**** Excerpted data ****

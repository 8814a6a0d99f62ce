use crate::config::Mode;
use crate::llm::prompts;

/// Render the final prompt for the selected mode, with the diff appended
/// after the instruction block.
pub fn render(mode: Mode, diff: &str) -> String {
    let template = match mode {
        Mode::Commit => prompts::COMMIT_MESSAGE,
        Mode::Pr => prompts::PR_DESCRIPTION,
    };

    format!("{template}\n{diff}")
}
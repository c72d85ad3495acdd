use earth_environment::*;

fn main() -> Result<(), Box<dyn std::error::Error>> {
    env_logger::init();

    let atmosphere = StandardAtmosphere::default();
    let boundaries = AltitudeRegime::ORDERED.map(|regime| regime.upper_bound_km());

    let mut altitudes: Vec<f64> = (0..=20).map(|step| step as f64 * 50.0).collect();
    altitudes.extend_from_slice(&boundaries);
    altitudes.sort_by(|a, b| a.total_cmp(b));
    altitudes.dedup();

    println!(
        "{:>8} {:>10} {:>14} {:>14} {:>10}",
        "h (km)", "T (K)", "P (Pa)", "rho (kg/m3)", "a (m/s)"
    );
    for altitude in altitudes {
        let state = atmosphere.evaluate(altitude)?;
        println!(
            "{:>8.1} {:>10.3} {:>14.6e} {:>14.6e} {:>10.2}",
            state.altitude(),
            state.temperature(),
            state.pressure(),
            state.mass_density(),
            state.speed_of_sound()
        );
    }

    println!();
    let gravity = J2Gravity::default();
    let orbit = RADIUS_EQUATOR + 400_000.0;
    let positions = [
        Vector3D::new(RADIUS_EQUATOR, 0.0, 0.0),
        Vector3D::new(0.0, 0.0, RADIUS_POLE),
        Vector3D::new(orbit * 0.5, orbit * 0.5, orbit * std::f64::consts::FRAC_1_SQRT_2),
    ];
    for position in positions {
        let g = gravity.acceleration(position)?;
        println!("{} (|g| = {:.6})", g, g.magnitude());
    }

    Ok(())
}
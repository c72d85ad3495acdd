use std::fmt;

use crate::atmosphere::regimes::{AltitudeRegime, RegimeInput};
use crate::constants::{PhysicalConstants, MAX_ALTITUDE_KM, MIN_ALTITUDE_KM};
use crate::errors::ModelError;

/// Evaluator for the 1976 U.S. Standard Atmosphere, 0 to 1000 km geometric altitude.
#[derive(Debug, Clone, Copy, Default)]
pub struct StandardAtmosphere {
    pub constants: PhysicalConstants,
}

impl StandardAtmosphere {
    pub fn new(constants: PhysicalConstants) -> Self {
        StandardAtmosphere { constants }
    }

    pub fn evaluate(&self, altitude_km: f64) -> Result<AtmosphericState, ModelError> {
        let regime = self.regime_for(altitude_km)?;
        let input = RegimeInput {
            geometric: altitude_km,
            geopotential: self.geopotential_height(altitude_km),
        };
        let (temperature, pressure) = regime.evaluate(&self.constants, input);

        log::debug!(
            "{:.3} km in {} regime: T = {:.4} K, P = {:.6e} Pa",
            altitude_km,
            regime.name(),
            temperature,
            pressure
        );

        Ok(AtmosphericState {
            altitude: altitude_km,
            temperature,
            pressure,
            density: pressure / (self.constants.gas_constant * temperature),
            speed_of_sound: self.speed_of_sound(temperature),
            constants: self.constants,
        })
    }

    /// Rejects altitudes outside the model domain, then picks the first matching band.
    pub fn regime_for(&self, altitude_km: f64) -> Result<AltitudeRegime, ModelError> {
        if !(MIN_ALTITUDE_KM..=MAX_ALTITUDE_KM).contains(&altitude_km) {
            return Err(ModelError::ValidationError(format!(
                "the 1976 standard atmosphere is defined from {} km to {} km, got {} km",
                MIN_ALTITUDE_KM, MAX_ALTITUDE_KM, altitude_km
            )));
        }

        AltitudeRegime::select(altitude_km).ok_or_else(|| {
            ModelError::ValidationError(format!("no altitude regime covers {} km", altitude_km))
        })
    }

    /// Geopotential height (km) for a geometric altitude (km).
    pub fn geopotential_height(&self, altitude_km: f64) -> f64 {
        let radius = self.constants.radius_pole_km();
        radius * altitude_km / (radius + altitude_km)
    }

    pub fn speed_of_sound(&self, temperature: f64) -> f64 {
        let c = &self.constants;
        (c.gamma * c.gas_constant * temperature / c.molar_mass).sqrt()
    }
}

/// Atmospheric conditions at one geometric altitude. All fields are derived together.
#[derive(Debug, Clone, Copy, PartialEq)]
pub struct AtmosphericState {
    altitude: f64,       // km
    temperature: f64,    // K
    pressure: f64,       // Pa
    density: f64,        // P / (R·T)
    speed_of_sound: f64, // m/s
    constants: PhysicalConstants,
}

impl AtmosphericState {
    /// Earth conditions at `altitude_km`.
    pub fn new(altitude_km: f64) -> Result<Self, ModelError> {
        StandardAtmosphere::default().evaluate(altitude_km)
    }

    /// Moves the state to a new altitude with the constants it was built from.
    /// On error the state is left as it was.
    pub fn set_altitude(&mut self, altitude_km: f64) -> Result<(), ModelError> {
        *self = StandardAtmosphere::new(self.constants).evaluate(altitude_km)?;
        Ok(())
    }

    pub fn altitude(&self) -> f64 {
        self.altitude
    }

    pub fn temperature(&self) -> f64 {
        self.temperature
    }

    pub fn pressure(&self) -> f64 {
        self.pressure
    }

    pub fn density(&self) -> f64 {
        self.density
    }

    pub fn speed_of_sound(&self) -> f64 {
        self.speed_of_sound
    }

    pub fn constants(&self) -> &PhysicalConstants {
        &self.constants
    }

    /// Mass density in kg/m³, `density · M0`.
    pub fn mass_density(&self) -> f64 {
        self.density * self.constants.molar_mass
    }
}

impl fmt::Display for AtmosphericState {
    fn fmt(&self, f: &mut fmt::Formatter<'_>) -> fmt::Result {
        writeln!(f, "At Height (km): {}", self.altitude)?;
        writeln!(f, "Density (mol/m³): {}", self.density)?;
        writeln!(f, "Mass Density (kg/m³): {}", self.mass_density())?;
        writeln!(f, "Pressure (Pa): {}", self.pressure)?;
        writeln!(f, "Temperature (K): {}", self.temperature)?;
        write!(f, "Speed of Sound (m/s): {}", self.speed_of_sound)
    }
}

#[cfg(test)]
mod tests {
    use super::*;
    use approx::{assert_abs_diff_eq, assert_relative_eq};

    #[test]
    fn test_sea_level_reference() {
        let state = AtmosphericState::new(0.0).unwrap();

        assert_abs_diff_eq!(state.temperature(), 288.15, epsilon = 1e-9);
        assert_abs_diff_eq!(state.pressure(), 101_325.0, epsilon = 1e-6);
        assert_eq!(state.altitude(), 0.0);
    }

    #[test]
    fn test_tropopause() {
        let state = AtmosphericState::new(11.0).unwrap();

        // 11 km geometric sits just below 11 km geopotential
        assert_abs_diff_eq!(state.temperature(), 216.65, epsilon = 0.15);
        assert_abs_diff_eq!(state.pressure(), 22_632.0, epsilon = 150.0);
    }

    #[test]
    fn test_geopotential_height() {
        let atmosphere = StandardAtmosphere::default();

        assert_eq!(atmosphere.geopotential_height(0.0), 0.0);
        assert_abs_diff_eq!(atmosphere.geopotential_height(11.0), 10.981, epsilon = 1e-3);
        assert!(atmosphere.geopotential_height(91.0) < 91.0);
    }

    #[test]
    fn test_density_is_ideal_gas_relation() {
        let state = AtmosphericState::new(25.0).unwrap();
        let expected = state.pressure() / (PhysicalConstants::EARTH.gas_constant * state.temperature());

        assert_relative_eq!(state.density(), expected);
        assert_ne!(state.density(), state.altitude());
    }

    #[test]
    fn test_mass_density_at_sea_level() {
        let state = AtmosphericState::new(0.0).unwrap();
        assert_abs_diff_eq!(state.mass_density(), 1.225, epsilon = 1e-3);
    }

    #[test]
    fn test_speed_of_sound_at_sea_level() {
        let c = PhysicalConstants::EARTH;
        let state = AtmosphericState::new(0.0).unwrap();
        let expected = (c.gamma * c.gas_constant * 288.15 / c.molar_mass).sqrt();

        assert_relative_eq!(state.speed_of_sound(), expected, epsilon = 1e-9);
        assert_abs_diff_eq!(state.speed_of_sound(), 340.3, epsilon = 0.1);
    }

    #[test]
    fn test_out_of_domain_altitudes_are_rejected() {
        let atmosphere = StandardAtmosphere::default();

        for altitude in [-1.0, -1e-9, 1000.1, f64::NAN, f64::INFINITY] {
            match atmosphere.evaluate(altitude) {
                Err(ModelError::ValidationError(_)) => {}
                other => panic!("expected validation error for {}, got {:?}", altitude, other),
            }
        }
        assert!(atmosphere.evaluate(1000.0).is_ok());
    }

    #[test]
    fn test_set_altitude_recomputes_everything() {
        let mut state = AtmosphericState::new(0.0).unwrap();
        state.set_altitude(50.0).unwrap();

        assert_eq!(state, AtmosphericState::new(50.0).unwrap());
        assert_eq!(state.altitude(), 50.0);
    }

    #[test]
    fn test_set_altitude_keeps_custom_constants() {
        let heavy_gas = PhysicalConstants {
            molar_mass: 0.04334,
            gamma: 1.29,
            ..PhysicalConstants::EARTH
        };
        let atmosphere = StandardAtmosphere::new(heavy_gas);

        let mut state = atmosphere.evaluate(10.0).unwrap();
        state.set_altitude(20.0).unwrap();

        assert_eq!(state, atmosphere.evaluate(20.0).unwrap());
        assert_eq!(state.constants().molar_mass, 0.04334);
        assert_ne!(state, AtmosphericState::new(20.0).unwrap());
    }

    #[test]
    fn test_failed_set_altitude_leaves_state_untouched() {
        let mut state = AtmosphericState::new(30.0).unwrap();
        let before = state;

        assert!(state.set_altitude(1200.0).is_err());
        assert_eq!(state, before);
    }

    #[test]
    fn test_display_report() {
        let report = AtmosphericState::new(0.0).unwrap().to_string();

        assert!(report.starts_with("At Height (km): 0"));
        assert!(report.contains("Pressure (Pa): 101325"));
        assert!(report.contains("Temperature (K): 288.15"));
        assert!(report.contains("Density (mol/m³): "));
        assert!(report.contains("Mass Density (kg/m³): 1.22"));
        assert!(report.contains("Speed of Sound (m/s)"));
    }
}
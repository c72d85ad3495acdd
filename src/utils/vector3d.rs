use std::ops::{Add, Mul, Neg, Sub};

#[derive(Debug, Clone, Copy, PartialEq)]
pub struct Vector3D {
    pub x: f64,
    pub y: f64,
    pub z: f64,
}

impl Vector3D {
    pub fn new(x: f64, y: f64, z: f64) -> Self {
        Vector3D { x, y, z }
    }

    pub fn zero() -> Self {
        Vector3D::new(0.0, 0.0, 0.0)
    }

    pub fn magnitude(&self) -> f64 {
        self.x.hypot(self.y).hypot(self.z)
    }

    pub fn normalize(&self) -> Self {
        let mag = self.magnitude();
        if mag == 0.0 {
            *self
        } else {
            Vector3D::new(self.x / mag, self.y / mag, self.z / mag)
        }
    }

    pub fn dot(&self, other: &Vector3D) -> f64 {
        self.x * other.x + self.y * other.y + self.z * other.z
    }

    pub fn is_finite(&self) -> bool {
        self.x.is_finite() && self.y.is_finite() && self.z.is_finite()
    }
}

impl Add for Vector3D {
    type Output = Self;

    fn add(self, other: Self) -> Self {
        Vector3D::new(self.x + other.x, self.y + other.y, self.z + other.z)
    }
}

impl Sub for Vector3D {
    type Output = Self;

    fn sub(self, other: Self) -> Self {
        Vector3D::new(self.x - other.x, self.y - other.y, self.z - other.z)
    }
}

impl Mul<f64> for Vector3D {
    type Output = Self;

    fn mul(self, scalar: f64) -> Self {
        Vector3D::new(self.x * scalar, self.y * scalar, self.z * scalar)
    }
}

impl Neg for Vector3D {
    type Output = Self;

    fn neg(self) -> Self {
        Vector3D::new(-self.x, -self.y, -self.z)
    }
}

****

* [Aim of the exercise] Say how many lines of the material above contain the string "other". Write nothing but the number.

* [Task output] 7